Many historians have argued that events and circumstances dictated complicity- in other words a historical actor’s present world left them little choice. Other scholars assert that historical actor’s memories of the past informed their complicity. I depart from these arguments; I insist that the answer to everyday complicity in the Third Reich and Jim Crow South lies not in past or present but in the future. I study the various expected futures that these historical actors internalized, which I call “Expectation” for shorthand. Expectation is a fact of human existence; we all walk around with some form of expectation of the future, be it a political identity, a five-year plan, or even what to eat for dinner. Historical actors similarly had expectations. In my research I have unearthed those hopes and fears of countless possible futures that provided considerable motivation for a wide variety of actions that lent credence to Jim Crow and Nazism.
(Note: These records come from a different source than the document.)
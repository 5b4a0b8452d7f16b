//! 账号池模块
//!
//! 提供多账号调度、固定窗口限流和健康状态管理

mod clock;
mod dispatcher;
mod health;
mod rate;

pub use clock::{Clock, ManualClock, SystemClock};
pub use dispatcher::{AccountLease, AccountPool, PoolSummary};
pub use health::{HealthPolicy, HealthState, HealthTracker};
pub use rate::{window_index, RateWindow};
Model for the components of historical “Expectation” as it relates to everyday complicity in racial caste systems. Graphic by Derrick Angermeier.

Identifying and explaining expectation has been a fascinating endeavor that has taken me across six Southern states and all across the Southern German state of Bavaria. This particular German state and its people have long considered their culture to be highly distinct from the rest of Germany, harking back to an aristocratic tradition that thrived long before Prussian led unification “reconstructed” their region into a united Germany. As such, it offers a very proximate point of comparison with a Southern culture that deals with its own hatred of reconstructions. I have assembled pamphlets, newspapers, sheet music, broadsides, tourism brochures, flyers, letters, diaries, and a wide variety of everyday kitsch to assemble a clear picture of white supremacist hopes for the future. These items help illustrate a wide variety of wants, needs, and fears that informed everyday expectations for the future and by extension the justifications people internalized to vindicate their position in racialized states.

My research has shown five key components of expectation, each one of vital importance to understanding everyday complicity. First, tradition: the idea that people expect some form a remembered past will carry over into the future. Second, continuity: the hope that the institution, customs, and society of the present will continue to exist. Third, potential: the desire to maximize the potential of humanity and society to thrive in the future. These three ideas embody expectation generally and can be found outside of Jim Crow South and the Third Reich. However, the next two components help bridge the gap between expectation and complicity. Fourth, urgency: the pressing fear generated by either stressful times, political demagogy, or the perception of changes to the status quo that motivate historical actors to become more ardent in realizing their expectations. Finally, entitlement: the idea that historical actors considered themselves entitled to their expectations of the future at the direct expense of other people.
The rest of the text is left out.